Смазать форму для выпечки растительным маслом и вылить тесто. Все это делается очень быстро - дольше читать рецепт.


Вылить тесто в форму

Я использую чугунную сковороду диаметром 32 см с небольшими бортиками. Выпекать корж для медового торта в духовке, разогретой до 180 градусов около 40 минут до интенсивного золотистого цвета. Готовность проверить, проткнув деревянной шпажкой, она должна остаться сухой.


Готовый корж

Корж из медового теста для медовика с вишней, орехами и сметанным кремом готов. Вынуть медовый корж из сковороды, остудить. На торт среднего размера пойдет чуть больше половины коржа. Разрезать половину коржа на небольшие кусочки.


Разрезать на небольшие кусочки

Приготовить сметанный крем - хорошо перемешать сметану с сахаром и ванилином, (около 4 ложек сметаны оставить на помадку). Нужно выбрать посуду сферической формы, в которой будет застывать Медовик Мистер Пиквик. Это может быть салатница, небольшая миска, я пользуюсь чашей от весов объемом 1,8 литра. Застелить пищевой пленкой форму, вылить на донышко немного крема и выложить первый слой из кусочков коржа, обмакивая каждый в крем. Когда один слой кусочков выложен, полить кремом. Крема не жалеть, медовое тесто очень хорошо его впитывает. Это у нас сформирована верхушка торта.

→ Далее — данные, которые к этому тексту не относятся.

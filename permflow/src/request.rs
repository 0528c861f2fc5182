//! Public request builder
//!
//! # Example
//!
//! ```ignore
//! use permflow::{catalog, PermissionRequest};
//!
//! let outcome = PermissionRequest::with_host(&platform, &host)
//!     .add_permission(catalog::camera())
//!     .add_permission(catalog::record_audio())
//!     .execute(|granted: &[Permission], denied: &[Permission]| {
//!         println!("granted {granted:?}, denied {denied:?}");
//!     })
//!     .await?;
//! ```

use permflow_api::{ManifestSnapshot, RequestCode};

use crate::batch::PermissionBatch;
use crate::config;
use crate::description::PermissionDescription;
use crate::error::Result;
use crate::host::RequestHost;
use crate::interceptor::{PermissionCallback, PermissionInterceptor};
use crate::orchestrator::{CycleOutcome, RequestCycle};
use crate::permission::Permission;
use crate::platform::Platform;

/// Builder for one request cycle against one host
pub struct PermissionRequest<'a> {
    platform: &'a dyn Platform,
    host: &'a dyn RequestHost,
    batch: PermissionBatch,
    interceptor: Option<Box<dyn PermissionInterceptor>>,
    description: Option<Box<dyn PermissionDescription>>,
    compliance_disabled: bool,
    manifest: Option<&'a ManifestSnapshot>,
    request_code: Option<u32>,
}

impl<'a> PermissionRequest<'a> {
    /// Start a request bound to `host`
    pub fn with_host(platform: &'a dyn Platform, host: &'a dyn RequestHost) -> Self {
        Self {
            platform,
            host,
            batch: PermissionBatch::new(),
            interceptor: None,
            description: None,
            compliance_disabled: false,
            manifest: None,
            request_code: None,
        }
    }

    /// Add a right; a repeated right moves to the end
    pub fn add_permission(mut self, permission: Permission) -> Self {
        self.batch.push(permission);
        self
    }

    pub fn add_permissions(mut self, permissions: impl IntoIterator<Item = Permission>) -> Self {
        self.batch.extend(permissions);
        self
    }

    /// Use this interceptor instead of the global factory
    pub fn interceptor(mut self, interceptor: impl PermissionInterceptor + 'static) -> Self {
        self.interceptor = Some(Box::new(interceptor));
        self
    }

    /// Use this description provider instead of the global factory
    pub fn description(mut self, description: impl PermissionDescription + 'static) -> Self {
        self.description = Some(Box::new(description));
        self
    }

    /// Skip compliance checks for this request only
    pub fn disable_compliance_mode(mut self) -> Self {
        self.compliance_disabled = true;
        self
    }

    /// Declarations checked by the compliance checker
    pub fn manifest(mut self, manifest: &'a ManifestSnapshot) -> Self {
        self.manifest = Some(manifest);
        self
    }

    /// Code used for prompts and settings pages (1..=65535)
    pub fn request_code(mut self, request_code: u32) -> Self {
        self.request_code = Some(request_code);
        self
    }

    pub fn permissions(&self) -> &[Permission] {
        self.batch.as_slice()
    }

    /// Run the cycle and deliver the classification to `callback`
    ///
    /// The callback is invoked at most once; never when the cycle is
    /// discarded or a configuration error is returned.
    pub async fn execute(self, mut callback: impl PermissionCallback) -> Result<CycleOutcome> {
        self.run(Some(&mut callback)).await
    }

    /// Run the cycle without a callback
    pub async fn execute_silently(self) -> Result<CycleOutcome> {
        self.run(None).await
    }

    async fn run(self, callback: Option<&mut dyn PermissionCallback>) -> Result<CycleOutcome> {
        let request_code = self
            .request_code
            .map(RequestCode::new)
            .transpose()?
            .unwrap_or_default();
        let compliance = !self.compliance_disabled && config::is_compliance_enabled(self.platform);
        let interceptor = self.interceptor.unwrap_or_else(config::interceptor);
        let description = self.description.unwrap_or_else(config::description);

        let outcome = RequestCycle::new(
            self.platform,
            self.host,
            self.batch.into_vec(),
            interceptor,
            description,
        )
        .with_compliance(compliance)
        .with_manifest(self.manifest)
        .with_request_code(request_code)
        .run(callback)
        .await?;
        Ok(outcome)
    }
}
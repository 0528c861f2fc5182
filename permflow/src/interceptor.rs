//! Interceptor and callback hooks
//!
//! The interceptor sits between the request cycle and the host. Its start hook
//! drives the prompts (the default delegates to the orchestrator's dispatch);
//! its end hook receives the final classification and forwards it to the
//! caller's callback.

use async_trait::async_trait;
use permflow_api::RequestCode;

use crate::description::PermissionDescription;
use crate::host::RequestHost;
use crate::orchestrator::{self, DispatchPlan};
use crate::permission::Permission;
use crate::platform::Platform;
use crate::resolution::Resolution;

/// Receives the final classification of a request cycle
pub trait PermissionCallback: Send {
    fn on_result(&mut self, granted: &[Permission], denied: &[Permission]);
}

impl<F> PermissionCallback for F
where
    F: FnMut(&[Permission], &[Permission]) + Send,
{
    fn on_result(&mut self, granted: &[Permission], denied: &[Permission]) {
        self(granted, denied)
    }
}

/// Everything the start hook needs to drive one cycle
#[derive(Clone, Copy)]
pub struct RequestStart<'a> {
    pub host: &'a dyn RequestHost,
    pub platform: &'a dyn Platform,
    /// Batch after legacy substitution
    pub permissions: &'a [Permission],
    pub plan: DispatchPlan,
    pub description: &'a dyn PermissionDescription,
    pub request_code: RequestCode,
}

/// Final state handed to the end hook
#[derive(Clone, Copy)]
pub struct RequestEnd<'a> {
    pub host: &'a dyn RequestHost,
    pub platform: &'a dyn Platform,
    /// Whether nothing was denied
    pub all_granted: bool,
    /// Batch as submitted by the caller
    pub original: &'a [Permission],
    pub granted: &'a [Permission],
    pub denied: &'a [Permission],
}

/// Hooks around the dispatch of a request cycle
///
/// A fresh instance is created for every cycle, so implementations may keep
/// per-cycle state in fields.
#[async_trait]
pub trait PermissionInterceptor: Send + Sync {
    /// Drive prompts and settings pages
    ///
    /// Returns the final classification, or `None` when the host became
    /// unusable and the cycle must be discarded.
    async fn on_start(&self, start: RequestStart<'_>) -> Option<Resolution> {
        orchestrator::dispatch(&start).await
    }

    /// Deliver the classification
    fn on_end(&self, end: &RequestEnd<'_>, callback: Option<&mut dyn PermissionCallback>) {
        if let Some(callback) = callback {
            callback.on_result(end.granted, end.denied);
        }
    }
}

/// Dispatches through the orchestrator and forwards the result unchanged
#[derive(Debug, Clone, Copy, Default)]
pub struct DefaultInterceptor;

impl PermissionInterceptor for DefaultInterceptor {}
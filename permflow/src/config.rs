//! Global configuration
//!
//! Process-wide defaults read by every request cycle: the compliance mode and
//! the factories producing the interceptor and the description provider.
//! Set them once at start-up, before the first request cycle begins.
//!
//! # Example
//!
//! ```
//! use permflow::config::{ComplianceMode, EngineConfig};
//!
//! EngineConfig::builder()
//!     .compliance_mode(ComplianceMode::Enabled)
//!     .build()
//!     .install();
//! ```

use serde::{Deserialize, Serialize};
use std::fmt;
use std::sync::{Arc, RwLock, RwLockReadGuard, RwLockWriteGuard};

use crate::description::{DefaultDescription, PermissionDescription};
use crate::interceptor::{DefaultInterceptor, PermissionInterceptor};
use crate::platform::Platform;

/// Produces a fresh interceptor for each request cycle
pub type InterceptorFactory = Arc<dyn Fn() -> Box<dyn PermissionInterceptor> + Send + Sync>;

/// Produces a fresh description provider for each request cycle
pub type DescriptionFactory = Arc<dyn Fn() -> Box<dyn PermissionDescription> + Send + Sync>;

/// When the compliance checker runs
#[derive(Debug, Clone, Copy, PartialEq, Eq, Hash, Default, Serialize, Deserialize)]
#[serde(rename_all = "snake_case")]
pub enum ComplianceMode {
    /// Enabled for debug builds, decided on first use
    #[default]
    Auto,
    Enabled,
    Disabled,
}

// ============================================================================
// Global state
// ============================================================================

struct GlobalState {
    compliance_mode: ComplianceMode,
    /// `Auto` resolved against the first platform that asked
    resolved_auto: Option<bool>,
    interceptor: Option<InterceptorFactory>,
    description: Option<DescriptionFactory>,
}

impl GlobalState {
    const fn new() -> Self {
        Self {
            compliance_mode: ComplianceMode::Auto,
            resolved_auto: None,
            interceptor: None,
            description: None,
        }
    }

    fn compliance_enabled(&mut self, debug_build: bool) -> bool {
        match self.compliance_mode {
            ComplianceMode::Enabled => true,
            ComplianceMode::Disabled => false,
            ComplianceMode::Auto => *self.resolved_auto.get_or_insert(debug_build),
        }
    }
}

static GLOBAL: RwLock<GlobalState> = RwLock::new(GlobalState::new());

fn read() -> RwLockReadGuard<'static, GlobalState> {
    GLOBAL.read().unwrap_or_else(|e| e.into_inner())
}

fn write() -> RwLockWriteGuard<'static, GlobalState> {
    GLOBAL.write().unwrap_or_else(|e| e.into_inner())
}

/// Set the process-wide compliance mode
pub fn set_compliance_mode(mode: ComplianceMode) {
    let mut state = write();
    state.compliance_mode = mode;
    state.resolved_auto = None;
}

/// Configured compliance mode, before `Auto` is resolved
pub fn compliance_mode() -> ComplianceMode {
    read().compliance_mode
}

/// Whether request cycles should run the compliance checker
///
/// `Auto` is decided from the debug-build flag of the first platform that
/// asks, then kept for the rest of the process.
pub fn is_compliance_enabled(platform: &dyn Platform) -> bool {
    {
        let state = read();
        match (state.compliance_mode, state.resolved_auto) {
            (ComplianceMode::Enabled, _) => return true,
            (ComplianceMode::Disabled, _) => return false,
            (ComplianceMode::Auto, Some(resolved)) => return resolved,
            (ComplianceMode::Auto, None) => {}
        }
    }
    let debug_build = platform.is_debug_build();
    write().compliance_enabled(debug_build)
}

/// Set the process-wide interceptor factory
pub fn set_interceptor_factory<F>(factory: F)
where
    F: Fn() -> Box<dyn PermissionInterceptor> + Send + Sync + 'static,
{
    write().interceptor = Some(Arc::new(factory));
}

/// Set the process-wide description factory
pub fn set_description_factory<F>(factory: F)
where
    F: Fn() -> Box<dyn PermissionDescription> + Send + Sync + 'static,
{
    write().description = Some(Arc::new(factory));
}

/// A fresh interceptor from the configured factory
pub fn interceptor() -> Box<dyn PermissionInterceptor> {
    let factory = read().interceptor.clone();
    match factory {
        Some(factory) => factory(),
        None => Box::new(DefaultInterceptor),
    }
}

/// A fresh description provider from the configured factory
pub fn description() -> Box<dyn PermissionDescription> {
    let factory = read().description.clone();
    match factory {
        Some(factory) => factory(),
        None => Box::new(DefaultDescription),
    }
}

/// Restore every global to its initial value
pub fn reset_global_config() {
    *write() = GlobalState::new();
}

// ============================================================================
// Engine config bundle
// ============================================================================

/// All global settings as one value
#[derive(Clone, Default)]
pub struct EngineConfig {
    pub compliance_mode: ComplianceMode,
    pub interceptor: Option<InterceptorFactory>,
    pub description: Option<DescriptionFactory>,
}

impl fmt::Debug for EngineConfig {
    fn fmt(&self, f: &mut fmt::Formatter<'_>) -> fmt::Result {
        f.debug_struct("EngineConfig")
            .field("compliance_mode", &self.compliance_mode)
            .field("interceptor", &self.interceptor.is_some())
            .field("description", &self.description.is_some())
            .finish()
    }
}

impl EngineConfig {
    pub fn builder() -> EngineConfigBuilder {
        EngineConfigBuilder::default()
    }

    /// Compliance checks always on
    pub fn development() -> Self {
        Self {
            compliance_mode: ComplianceMode::Enabled,
            ..Self::default()
        }
    }

    /// Compliance checks always off
    pub fn release() -> Self {
        Self {
            compliance_mode: ComplianceMode::Disabled,
            ..Self::default()
        }
    }

    /// Publish as the global configuration
    ///
    /// Unset factories fall back to the defaults.
    pub fn install(self) {
        let mut state = write();
        state.compliance_mode = self.compliance_mode;
        state.resolved_auto = None;
        state.interceptor = self.interceptor;
        state.description = self.description;
        tracing::debug!(compliance_mode = ?state.compliance_mode, "Installed engine config");
    }
}

/// Builder for [`EngineConfig`]
#[derive(Default)]
pub struct EngineConfigBuilder {
    config: EngineConfig,
}

impl EngineConfigBuilder {
    pub fn compliance_mode(mut self, mode: ComplianceMode) -> Self {
        self.config.compliance_mode = mode;
        self
    }

    pub fn interceptor<F>(mut self, factory: F) -> Self
    where
        F: Fn() -> Box<dyn PermissionInterceptor> + Send + Sync + 'static,
    {
        self.config.interceptor = Some(Arc::new(factory));
        self
    }

    pub fn description<F>(mut self, factory: F) -> Self
    where
        F: Fn() -> Box<dyn PermissionDescription> + Send + Sync + 'static,
    {
        self.config.description = Some(Arc::new(factory));
        self
    }

    pub fn build(self) -> EngineConfig {
        self.config
    }
}
//! Compliance against manifest snapshots loaded from disk

use permflow::catalog::{self, names};
use permflow::host::{PromptAnswer, RecordingHost};
use permflow::platform::MemoryPlatform;
use permflow::{ConfigurationError, CycleState, Error, PermissionRequest};
use permflow_api::{version, ManifestSnapshot};
use std::io::Write;
use std::sync::Arc;
use tempfile::NamedTempFile;

fn write_manifest(json: &str) -> anyhow::Result<NamedTempFile> {
    let mut file = NamedTempFile::new()?;
    file.write_all(json.as_bytes())?;
    file.flush()?;
    Ok(file)
}

#[tokio::test]
async fn test_undeclared_right_names_declaration() -> anyhow::Result<()> {
    let file = write_manifest(
        r#"{ "permissions": [ { "name": "android.permission.CAMERA" } ] }"#,
    )?;
    let manifest = ManifestSnapshot::from_path(file.path())?;
    let platform = Arc::new(MemoryPlatform::new(version::ANDROID_13));
    let host = RecordingHost::new(platform.clone());

    let result = PermissionRequest::with_host(platform.as_ref(), &host)
        .add_permission(catalog::camera())
        .add_permission(catalog::record_audio())
        .manifest(&manifest)
        .execute_silently()
        .await;

    let Err(Error::Configuration(err)) = result else {
        panic!("expected a configuration error");
    };
    assert_eq!(
        err,
        ConfigurationError::NotDeclared {
            permission: names::RECORD_AUDIO.to_string()
        }
    );
    assert!(err
        .to_string()
        .contains("<uses-permission android:name=\"android.permission.RECORD_AUDIO\" />"));
    assert_eq!(host.event_count(), 0);
    Ok(())
}

#[tokio::test]
async fn test_legacy_declarations_checked_against_min_sdk() -> anyhow::Result<()> {
    let file = write_manifest(
        r#"{
            "uses_sdk": { "min_sdk_version": 24 },
            "permissions": [
                { "name": "android.permission.MANAGE_EXTERNAL_STORAGE" },
                { "name": "android.permission.READ_EXTERNAL_STORAGE" },
                { "name": "android.permission.WRITE_EXTERNAL_STORAGE", "max_sdk_version": 28 }
            ]
        }"#,
    )?;
    let manifest = ManifestSnapshot::from_path(file.path())?;
    let platform = Arc::new(MemoryPlatform::new(version::ANDROID_13));
    let host = RecordingHost::new(platform.clone());

    let result = PermissionRequest::with_host(platform.as_ref(), &host)
        .add_permission(catalog::manage_external_storage())
        .manifest(&manifest)
        .execute_silently()
        .await;

    assert!(matches!(
        result,
        Err(Error::Configuration(ConfigurationError::MaxSdkTooLow {
            declared: 28,
            required: 29,
            ..
        }))
    ));
    Ok(())
}

#[tokio::test]
async fn test_declared_batch_runs() -> anyhow::Result<()> {
    let file = write_manifest(
        r#"{
            "permissions": [
                { "name": "android.permission.CAMERA" },
                { "name": "android.permission.RECORD_AUDIO" }
            ]
        }"#,
    )?;
    let manifest = ManifestSnapshot::from_path(file.path())?;
    let platform = Arc::new(MemoryPlatform::new(version::ANDROID_13));
    let host = RecordingHost::new(platform.clone()).answer(names::CAMERA, PromptAnswer::Grant);

    let outcome = PermissionRequest::with_host(platform.as_ref(), &host)
        .add_permissions([catalog::camera(), catalog::record_audio()])
        .manifest(&manifest)
        .execute_silently()
        .await?;

    assert_eq!(outcome.state, CycleState::Completed);
    let resolution = outcome.resolution.expect("classification delivered");
    assert_eq!(resolution.granted, vec![catalog::camera()]);
    assert_eq!(resolution.denied, vec![catalog::record_audio()]);
    Ok(())
}

#[tokio::test]
async fn test_disabled_compliance_ignores_manifest() -> anyhow::Result<()> {
    let manifest = ManifestSnapshot::new();
    let platform = Arc::new(MemoryPlatform::new(version::ANDROID_13));
    let host = RecordingHost::new(platform.clone());

    let outcome = PermissionRequest::with_host(platform.as_ref(), &host)
        .add_permission(catalog::camera())
        .manifest(&manifest)
        .disable_compliance_mode()
        .execute_silently()
        .await?;

    assert_eq!(outcome.state, CycleState::Completed);
    assert_eq!(host.prompts().len(), 1);
    Ok(())
}

#[test]
fn test_malformed_snapshot_is_an_error() -> anyhow::Result<()> {
    let file = write_manifest("{ \"permissions\": [ { \"max_sdk_version\": 3 } ] }")?;
    let err = ManifestSnapshot::from_path(file.path()).unwrap_err();
    assert!(err.to_string().contains("Failed to parse manifest snapshot"));
    Ok(())
}
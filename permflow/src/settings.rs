//! Settings navigator and the settings helpers of the public API

use permflow_api::{RequestCode, SettingsDestination};

use crate::error::{HostError, Result};
use crate::host::RequestHost;
use crate::interceptor::PermissionCallback;
use crate::permission::Permission;
use crate::platform::Platform;
use crate::resolution::{self, Resolution};

/// Opens the best settings page for a set of rights
pub struct SettingsNavigator<'a> {
    platform: &'a dyn Platform,
    host: &'a dyn RequestHost,
}

impl<'a> SettingsNavigator<'a> {
    pub fn new(platform: &'a dyn Platform, host: &'a dyn RequestHost) -> Self {
        Self { platform, host }
    }

    /// Pick destinations for `permissions` and open the first one that works
    ///
    /// An empty list opens the generic application pages.
    pub async fn open(
        &self,
        permissions: &[Permission],
        request_code: Option<RequestCode>,
    ) -> Option<SettingsDestination> {
        let destinations = resolution::best_settings_destinations(self.platform, permissions, false);
        self.navigate(&destinations, request_code).await
    }

    /// Try `destinations` in order, returning the one that opened
    ///
    /// Stops early when the host is detached.
    pub async fn navigate(
        &self,
        destinations: &[SettingsDestination],
        request_code: Option<RequestCode>,
    ) -> Option<SettingsDestination> {
        for destination in destinations {
            if !self.host.is_usable() {
                return None;
            }
            match self.host.navigate_to(destination, request_code).await {
                Ok(()) => {
                    tracing::debug!(destination = %destination, "Opened settings page");
                    return Some(destination.clone());
                }
                Err(HostError::Detached) => return None,
                Err(e) => {
                    tracing::debug!(destination = %destination, error = %e, "Settings page unavailable");
                }
            }
        }
        tracing::warn!(count = destinations.len(), "No settings page could be opened");
        None
    }
}

/// Open the settings page for `permissions`
///
/// `request_code` defaults to [`RequestCode::DEFAULT`] and must be within
/// 1..=65535.
pub async fn open_settings(
    platform: &dyn Platform,
    host: &dyn RequestHost,
    permissions: &[Permission],
    request_code: Option<u32>,
) -> Result<Option<SettingsDestination>> {
    let code = request_code.map(RequestCode::new).transpose()?.unwrap_or_default();
    Ok(SettingsNavigator::new(platform, host)
        .open(permissions, Some(code))
        .await)
}

/// Open the settings page for `permissions` and report what is held afterwards
///
/// Once the user is back, waits up to the rights' result-wait delay and then
/// delivers the classification of `permissions`. An empty list opens the
/// generic pages and invokes no callback. Nothing is delivered when the host
/// became unusable.
pub async fn open_settings_with_callback(
    platform: &dyn Platform,
    host: &dyn RequestHost,
    permissions: &[Permission],
    request_code: Option<u32>,
    mut callback: impl PermissionCallback,
) -> Result<Option<Resolution>> {
    let code = request_code.map(RequestCode::new).transpose()?.unwrap_or_default();
    let navigator = SettingsNavigator::new(platform, host);

    if permissions.is_empty() {
        let common = SettingsDestination::common(platform.package_name());
        navigator.navigate(&common, None).await;
        return Ok(None);
    }

    if navigator.open(permissions, Some(code)).await.is_none() && !host.is_usable() {
        return Ok(None);
    }

    let wait = resolution::max_result_wait(platform, permissions);
    if !wait.is_zero() {
        tokio::time::sleep(wait).await;
    }
    if !host.is_usable() {
        return Ok(None);
    }

    let classification = resolution::classify(platform, permissions);
    callback.on_result(&classification.granted, &classification.denied);
    Ok(Some(classification))
}

#[cfg(test)]
mod tests {
    use super::*;
    use crate::catalog;
    use crate::error::Error;
    use crate::host::RecordingHost;
    use crate::platform::{MemoryPlatform, SpecialAccess};
    use permflow_api::{actions, version};
    use std::sync::Arc;

    #[tokio::test]
    async fn test_navigator_falls_through_unavailable_pages() {
        let platform = Arc::new(MemoryPlatform::new(version::ANDROID_13));
        let host = RecordingHost::new(platform.clone()).unavailable_destination(actions::MANAGE_WRITE_SETTINGS);

        let opened = SettingsNavigator::new(platform.as_ref(), &host)
            .open(&[catalog::write_settings()], None)
            .await;

        assert_eq!(opened, Some(SettingsDestination::application_details("com.example.app")));
        assert_eq!(host.navigations().len(), 1);
    }

    #[tokio::test]
    async fn test_open_settings_validates_code() {
        let platform = Arc::new(MemoryPlatform::new(version::ANDROID_13));
        let host = RecordingHost::new(platform.clone());

        let result = open_settings(platform.as_ref(), &host, &[], Some(0)).await;
        assert!(matches!(result, Err(Error::RequestCode(_))));
        assert!(host.events().is_empty());

        let opened = open_settings(platform.as_ref(), &host, &[], None).await.unwrap();
        assert_eq!(opened, Some(SettingsDestination::application_details("com.example.app")));
        assert_eq!(
            host.events(),
            vec![crate::host::HostEvent::Navigate {
                destination: SettingsDestination::application_details("com.example.app"),
                request_code: Some(RequestCode::DEFAULT),
            }]
        );
    }

    #[tokio::test(start_paused = true)]
    async fn test_callback_after_return() {
        let platform = Arc::new(MemoryPlatform::new(version::ANDROID_13));
        let host = RecordingHost::new(platform.clone()).enable_on_settings(SpecialAccess::WriteSettings);
        let mut delivered = Vec::new();

        let resolution = open_settings_with_callback(
            platform.as_ref(),
            &host,
            &[catalog::write_settings(), catalog::system_alert_window()],
            Some(42),
            |granted: &[Permission], denied: &[Permission]| {
                delivered.push((granted.to_vec(), denied.to_vec()));
            },
        )
        .await
        .unwrap()
        .unwrap();

        assert_eq!(resolution.granted, vec![catalog::write_settings()]);
        assert_eq!(resolution.denied, vec![catalog::system_alert_window()]);
        assert_eq!(delivered.len(), 1);
        assert_eq!(host.navigations()[0], SettingsDestination::application_details("com.example.app"));
    }

    #[tokio::test]
    async fn test_empty_list_has_no_callback() {
        let platform = Arc::new(MemoryPlatform::new(version::ANDROID_13));
        let host = RecordingHost::new(platform.clone());
        let mut calls = 0;

        let resolution = open_settings_with_callback(
            platform.as_ref(),
            &host,
            &[],
            None,
            |_: &[Permission], _: &[Permission]| calls += 1,
        )
        .await
        .unwrap();

        assert!(resolution.is_none());
        assert_eq!(calls, 0);
        assert_eq!(host.navigations()[0].package.as_deref(), Some("com.example.app"));
        assert!(!host.navigations()[0].action.is_empty());
    }
}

Выкладывать кусочки коржа вперемешку с кремом

Нарезать орехи довольно крупно. Посыпать половиной орехов, выложить еще один слой, посыпать размороженной вишней.


Выложить слой вишни

И продолжать формировать торт Мистер Пиквик, обмакивая кусочки медового коржа в сметанный крем и дополнительно поливая кремом недостаточно пропитавшиеся кусочки. Использовать всю вишню и все орехи. Полностью заполнить выбранную форму для торта. В самом конце я выкладываю уже не маленькие кусочки, а тонкие ломтики коржа. Это будет донышко медового торта со сметанным кремом, орехами и вишней. Слегка утрамбовать.


Донышко торта

Завернуть концы пищевой пленки и отправить на ночь в холодильник. Излишки коржа положить в морозилку (вы потом разрежете его на красивые ромбики и получится медовое печенье). Или приготовить из излишков быстрый Десерт Мистер Пиквик: 1)перемешать кусочки коржа со сметанным кремом 2)выложить в креманки или маленькие вазочки 3)посыпать корицей, орехами и тертым шоколадом 4)остудить в течение получаса. Если есть свежие фрукты и ягоды, чернослив или консервированные ананасы - положить в середину. Такие добавки улучшат и вкус и вид десерта.


Десерт Мистер Пиквик

Осталось закончить медовый торт Мистер Пиквик - на следующее утро проделываем все в обратном порядке - развернуть пленку, накрыть блюдом, на котором торт будет подаваться к столу и перевернуть.


Перевернуть торт на блюдо

Придерживая за кончики пленки, аккуратно поддеть ножиком и снять форму.


Освободить торт от формы

Освободить медовый торт Мистер Пиквик от пленки, стараясь не повредить верхний слой сметанного крема. Приготовить помадку - смешать сахар со сметаной и какао, довести до кипения, проварить 30-40 секунд. Покрыть торт шоколадной помадкой. Если помадка слишком густая для того, чтобы живописно стекать по краям, добавить немного, 1-2 столовые ложки воды и снова вскипятить.


Торт медовик со сметанным кремом, вишней и орехами

Дать Медовику с замороженной вишней, орехами и сметанным кремом постоять пару часов в холодильнике. Когда шоколадная помадка застынет, торт Мистер Пиквик можно разрезать.


Торт на медовых коржах со сметанным кремом и вишней

Торт Мистер Пиквик на медовом корже со сметанным кремом, вишней и орехами, покрытый простой шоколадной помадкой, готов.


Медовый торт Мистер Пиквик

Заварить хорошего чаю, я люблю с этим тортом чай каркаде.


Стоит хоть раз приготовить медовый торт с вишней, орехами и сметанным кремом - и он станет очень популярным в вашем меню, ручаюсь!


Торт медовик со сметанным кремом, орехами, вишней и шоколадной глазурью

Ну и напоследок, вишню можно заменить любыми мягкими фруктами и ягодами. Я в сезон пеку торт Мистер Пиквик с малиной и голубикой, это - что-то невероятное! Приятного аппетита!